If you do not know the theory of the Shirov Variation, then you should NOT play the Caro. But if you know the theory and understand the ideas, it is likely your opponent who will have something to fear, as there is a ton of scope for aggressive, tactical and often sacrificial play for Black. In fact, it is even necessary in many lines.
(Message to e4 players, the Caro-Kann is not the opening choice of wallflowers but fighters!)
NOTHING is left to chance in this book and it will be next to impossible for you to "get caught" in the opening.
Overview of what's covered:
* The Panov Attack (vigorous attacking lines offered for Black. i.e. NO transpositions to the Nimo-Indian.)
* The surprisingly dangerous (at club level) Exchange Variation
* The deceptively simple looking but venomous Short Variation in the Advance.
* The innocuous Two Knights
* The positionally refuted Bayonet Attack in the Advance Variation. (Often encountered in blitz chess.)
* The obscure Fantasy Varation (with transpositions to the Blackmar-Diemer (the choice of certain 'spaced out' club players, and dealt with on pg. 236, *not* in the chapter on the Fantasy).
* The KID reversed
* 2.b3 (obviously not a concern but this and all other "weird" choices are dealt with by Lars.)
* Even the outlandish but tricky 2.Nc3 followed by 3.Qf3
* And... of course, you will be completely equipped to handle the Classical (Steinitz) Variation with ...4.Bf5. (Note: I have not delved into these waters yet since I still play the line with ...4.Nd7 that Karpov championed for so many years. As I recall, Schandorff favors lines with K-side castling for Black.)
One of the best belly laughs I've had (okay...the only one) from an opening book comes with the variation, 2.f4. Schandorff: "Is White trying to play the Grand Prix Attack against the Caro?" (Okay, you may not share my amusement.)
As far as I'm concerned, this is now (2012) THE book on the Caro-Kann... far, far surpassing Egon Varnusz's long standing treatise on the Caro from the 1980s and the 2nd edition from the early 90s.

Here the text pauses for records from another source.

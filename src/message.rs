use serde::{Deserialize, Serialize};

use crate::block::BlockDescriptor;
use crate::notification::NotificationLevel;

/// Messages exchanged between the host panel and the viewer.
/// Fire-and-forget: nothing is acknowledged or correlated.
#[derive(Debug, Clone, PartialEq, Serialize, Deserialize)]
#[serde(tag = "type", rename_all = "camelCase")]
pub enum WebviewMessage {
    /// Host to viewer: a new or changed block to display
    #[serde(rename_all = "camelCase")]
    UpdateMermaidGraph { block_info: BlockDescriptor },

    /// Viewer to host: surface a toast
    #[serde(rename_all = "camelCase")]
    ShowNotification {
        message: String,
        notification_type: NotificationLevel,
    },
}

impl WebviewMessage {
    pub fn update(block_info: BlockDescriptor) -> Self {
        Self::UpdateMermaidGraph { block_info }
    }

    pub fn notification(message: impl Into<String>, level: NotificationLevel) -> Self {
        Self::ShowNotification {
            message: message.into(),
            notification_type: level,
        }
    }

    pub fn to_json(&self) -> serde_json::Result<String> {
        serde_json::to_string(self)
    }

    pub fn from_json(json: &str) -> serde_json::Result<Self> {
        serde_json::from_str(json)
    }
}
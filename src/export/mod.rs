pub mod exporter;
pub mod filename;

pub use exporter::{
    ExportError, ExportFormat, ImageClipboard, RasterImage, SystemClipboard, copy_to_clipboard,
    export_to_dir,
};
pub use filename::{diagram_file_stem, sanitize_filename};
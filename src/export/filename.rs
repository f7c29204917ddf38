use std::sync::LazyLock;

use regex::Regex;

use crate::block::DocumentUri;

/// Stem used when the document URI has no usable file name
pub const FALLBACK_FILE_STEM: &str = "mermaid-diagram";

// Invalid characters for Windows: < > : " / \ | ? *, plus control characters
static INVALID_CHARS_RE: LazyLock<Regex> = LazyLock::new(|| {
    Regex::new(r#"[<>:"/\\|?*\x00-\x1F]"#).expect("Failed to compile invalid filename regex")
});

static RESERVED_NAME_RE: LazyLock<Regex> = LazyLock::new(|| {
    Regex::new(r"(?i)^(CON|PRN|AUX|NUL|COM[1-9]|LPT[1-9])$")
        .expect("Failed to compile reserved filename regex")
});

const MAX_STEM_CHARS: usize = 200;

/// Sanitize a filename for cross-platform compatibility
/// Removes/replaces characters that are invalid on Windows, macOS, or Linux
pub fn sanitize_filename(name: &str) -> String {
    let sanitized = INVALID_CHARS_RE.replace_all(name, "_");

    // Leading/trailing spaces and dots are problematic on Windows
    let sanitized = sanitized.trim_matches(|c| c == ' ' || c == '.');

    if RESERVED_NAME_RE.is_match(sanitized) {
        return format!("_{sanitized}");
    }

    let sanitized: String = sanitized.chars().take(MAX_STEM_CHARS).collect();

    if sanitized.is_empty() {
        "untitled".to_string()
    } else {
        sanitized
    }
}

/// Export file stem for a document: its file name up to the first `.`
pub fn diagram_file_stem(uri: &DocumentUri) -> String {
    let stem = uri
        .file_name()
        .and_then(|name| name.split('.').next())
        .filter(|stem| !stem.is_empty())
        .unwrap_or(FALLBACK_FILE_STEM);
    sanitize_filename(stem)
}

pub fn export_file_name(uri: &DocumentUri, extension: &str) -> String {
    format!("{}.{extension}", diagram_file_stem(uri))
}

#[cfg(test)]
mod tests {
    use super::*;

    #[test]
    fn test_sanitize_basic() {
        assert_eq!(sanitize_filename("Normal Diagram"), "Normal Diagram");
        assert_eq!(sanitize_filename("Flow: A Tale"), "Flow_ A Tale");
        assert_eq!(sanitize_filename("Flow/Chart"), "Flow_Chart");
        assert_eq!(sanitize_filename("Flow\\Chart"), "Flow_Chart");
        assert_eq!(sanitize_filename("Flow|Chart"), "Flow_Chart");
        assert_eq!(sanitize_filename("Flow<>?*\"Chart"), "Flow_____Chart");
    }

    #[test]
    fn test_sanitize_reserved() {
        assert_eq!(sanitize_filename("CON"), "_CON");
        assert_eq!(sanitize_filename("con"), "_con");
        assert_eq!(sanitize_filename("COM1"), "_COM1");
        assert_eq!(sanitize_filename("LPT9"), "_LPT9");
    }

    #[test]
    fn test_sanitize_empty_and_trim() {
        assert_eq!(sanitize_filename(""), "untitled");
        assert_eq!(sanitize_filename(" . "), "untitled");
        assert_eq!(sanitize_filename(" . Notes . "), "Notes");
    }

    #[test]
    fn test_sanitize_long_unicode_name() {
        let long_name = "図".repeat(250);
        let result = sanitize_filename(&long_name);
        assert_eq!(result.chars().count(), 200);
    }

    #[test]
    fn test_sanitize_control_chars() {
        assert_eq!(sanitize_filename("Flow\x00Chart"), "Flow_Chart");
        assert_eq!(sanitize_filename("Flow\x1FChart"), "Flow_Chart");
    }

    #[test]
    fn stem_comes_from_document_file_name() {
        assert_eq!(
            diagram_file_stem(&DocumentUri::new("file:///home/me/design.notes.md")),
            "design"
        );
        assert_eq!(diagram_file_stem(&DocumentUri::new("/tmp/README")), "README");
    }

    #[test]
    fn stem_falls_back_when_name_is_unusable() {
        assert_eq!(diagram_file_stem(&DocumentUri::new("file:///dir/")), FALLBACK_FILE_STEM);
        assert_eq!(diagram_file_stem(&DocumentUri::new("/dir/.hidden")), FALLBACK_FILE_STEM);
    }

    #[test]
    fn export_file_name_appends_extension() {
        assert_eq!(
            export_file_name(&DocumentUri::new("file:///a/flows.md"), "png"),
            "flows.png"
        );
    }
}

So, even if you're a ...4.Nd7 player in the main line, there is nothing to lament. Fortunately, it is not a variation as thick with theory as ...4.Bf5 and as long as you get in an early c5, and avoid sacs on f7 or e6 (unlike Kasparov against Deep Blue) by playing ...Nb6 first, there is nothing to fear. ...4.Nd7 is a variation of ideas and there are bountiful games online to keep you up to speed.
Moreover, and as mentioned, Lars delivers such clarity throughout that he's convinced me to take up the more ambitious line with ...4.Bf5.
Lars Schandorff's "The Caro-Kann" is a deeply thought out repertoire book that is incisively written and explained. You'll have all the knowledge and confidence you need to face 1.e4 whether you're a 1600 player or even 2400.
This "fallen away" Caro player has returned.